Extracted data: Begin
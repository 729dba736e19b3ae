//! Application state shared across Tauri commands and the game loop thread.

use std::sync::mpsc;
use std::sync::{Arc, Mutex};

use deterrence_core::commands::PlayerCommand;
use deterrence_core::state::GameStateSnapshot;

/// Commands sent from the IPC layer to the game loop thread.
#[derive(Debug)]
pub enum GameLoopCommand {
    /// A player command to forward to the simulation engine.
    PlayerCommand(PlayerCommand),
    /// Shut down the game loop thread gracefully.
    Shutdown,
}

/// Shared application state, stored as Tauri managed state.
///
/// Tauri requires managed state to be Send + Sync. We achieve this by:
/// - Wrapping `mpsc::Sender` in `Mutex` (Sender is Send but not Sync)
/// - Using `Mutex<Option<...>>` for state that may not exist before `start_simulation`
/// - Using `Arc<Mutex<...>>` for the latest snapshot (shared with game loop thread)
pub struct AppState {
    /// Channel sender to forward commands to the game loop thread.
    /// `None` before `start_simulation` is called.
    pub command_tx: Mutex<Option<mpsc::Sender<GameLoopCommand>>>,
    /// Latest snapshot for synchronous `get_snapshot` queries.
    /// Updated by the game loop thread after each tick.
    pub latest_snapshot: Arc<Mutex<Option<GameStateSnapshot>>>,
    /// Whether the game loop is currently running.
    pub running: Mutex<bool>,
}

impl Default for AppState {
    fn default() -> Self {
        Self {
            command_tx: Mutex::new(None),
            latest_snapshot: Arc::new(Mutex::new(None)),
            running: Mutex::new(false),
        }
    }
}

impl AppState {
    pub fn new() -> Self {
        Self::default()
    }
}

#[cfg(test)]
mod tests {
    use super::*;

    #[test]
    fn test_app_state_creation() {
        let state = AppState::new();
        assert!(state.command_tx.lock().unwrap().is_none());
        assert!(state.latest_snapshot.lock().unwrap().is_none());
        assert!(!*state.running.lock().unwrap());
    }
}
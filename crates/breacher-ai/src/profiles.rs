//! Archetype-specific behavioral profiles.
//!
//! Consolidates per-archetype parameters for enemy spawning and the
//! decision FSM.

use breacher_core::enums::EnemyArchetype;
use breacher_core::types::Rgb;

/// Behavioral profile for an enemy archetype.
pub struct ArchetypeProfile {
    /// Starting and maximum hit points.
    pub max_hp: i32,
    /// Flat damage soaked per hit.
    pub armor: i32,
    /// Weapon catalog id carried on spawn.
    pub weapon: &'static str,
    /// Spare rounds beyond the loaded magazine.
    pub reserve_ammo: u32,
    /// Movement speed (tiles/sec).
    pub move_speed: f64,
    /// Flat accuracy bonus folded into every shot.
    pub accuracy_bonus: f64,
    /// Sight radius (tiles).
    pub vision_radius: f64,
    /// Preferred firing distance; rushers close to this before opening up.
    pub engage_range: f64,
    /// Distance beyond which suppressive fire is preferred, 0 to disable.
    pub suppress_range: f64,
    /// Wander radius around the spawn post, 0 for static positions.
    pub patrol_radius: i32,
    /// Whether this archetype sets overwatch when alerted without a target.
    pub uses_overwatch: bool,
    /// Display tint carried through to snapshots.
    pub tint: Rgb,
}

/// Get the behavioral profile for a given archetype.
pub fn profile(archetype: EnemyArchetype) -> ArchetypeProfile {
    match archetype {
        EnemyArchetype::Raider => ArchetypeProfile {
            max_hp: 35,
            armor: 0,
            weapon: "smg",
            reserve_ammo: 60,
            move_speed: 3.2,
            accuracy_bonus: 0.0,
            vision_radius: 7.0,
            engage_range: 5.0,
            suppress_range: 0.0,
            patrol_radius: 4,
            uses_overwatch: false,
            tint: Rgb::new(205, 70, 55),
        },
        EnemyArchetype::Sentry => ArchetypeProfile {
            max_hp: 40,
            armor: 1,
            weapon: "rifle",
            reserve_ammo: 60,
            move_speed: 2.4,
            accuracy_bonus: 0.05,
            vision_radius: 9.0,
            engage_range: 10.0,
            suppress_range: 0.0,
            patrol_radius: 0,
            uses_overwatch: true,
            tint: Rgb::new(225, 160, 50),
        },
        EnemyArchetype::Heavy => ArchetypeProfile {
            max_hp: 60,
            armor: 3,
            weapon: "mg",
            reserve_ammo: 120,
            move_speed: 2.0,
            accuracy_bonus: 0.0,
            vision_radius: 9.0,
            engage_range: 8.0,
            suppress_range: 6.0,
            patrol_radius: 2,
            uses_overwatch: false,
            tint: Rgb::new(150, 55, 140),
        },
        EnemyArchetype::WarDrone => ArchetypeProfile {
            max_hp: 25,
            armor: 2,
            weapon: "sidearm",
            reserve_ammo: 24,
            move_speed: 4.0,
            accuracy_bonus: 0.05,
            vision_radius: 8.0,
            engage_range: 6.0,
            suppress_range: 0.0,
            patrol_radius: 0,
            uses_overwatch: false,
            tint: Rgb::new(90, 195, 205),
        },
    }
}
Extracted data: End
> _Problem details_
Everything from the first line of the data through the line holding "fn default() ->" should be output exactly, and no other lines.

> _Answer box_
repository 729dba736e19b3ae
//! Application state shared across Tauri commands and the game loop thread.

use std::sync::mpsc;
use std::sync::{Arc, Mutex};

use deterrence_core::commands::PlayerCommand;
use deterrence_core::state::GameStateSnapshot;

/// Commands sent from the IPC layer to the game loop thread.
#[derive(Debug)]
pub enum GameLoopCommand {
    /// A player command to forward to the simulation engine.
    PlayerCommand(PlayerCommand),
    /// Shut down the game loop thread gracefully.
    Shutdown,
}

/// Shared application state, stored as Tauri managed state.
///
/// Tauri requires managed state to be Send + Sync. We achieve this by:
/// - Wrapping `mpsc::Sender` in `Mutex` (Sender is Send but not Sync)
/// - Using `Mutex<Option<...>>` for state that may not exist before `start_simulation`
/// - Using `Arc<Mutex<...>>` for the latest snapshot (shared with game loop thread)
pub struct AppState {
    /// Channel sender to forward commands to the game loop thread.
    /// `None` before `start_simulation` is called.
    pub command_tx: Mutex<Option<mpsc::Sender<GameLoopCommand>>>,
    /// Latest snapshot for synchronous `get_snapshot` queries.
    /// Updated by the game loop thread after each tick.
    pub latest_snapshot: Arc<Mutex<Option<GameStateSnapshot>>>,
    /// Whether the game loop is currently running.
    pub running: Mutex<bool>,
}

impl Default for AppState {
    fn default() -> Self {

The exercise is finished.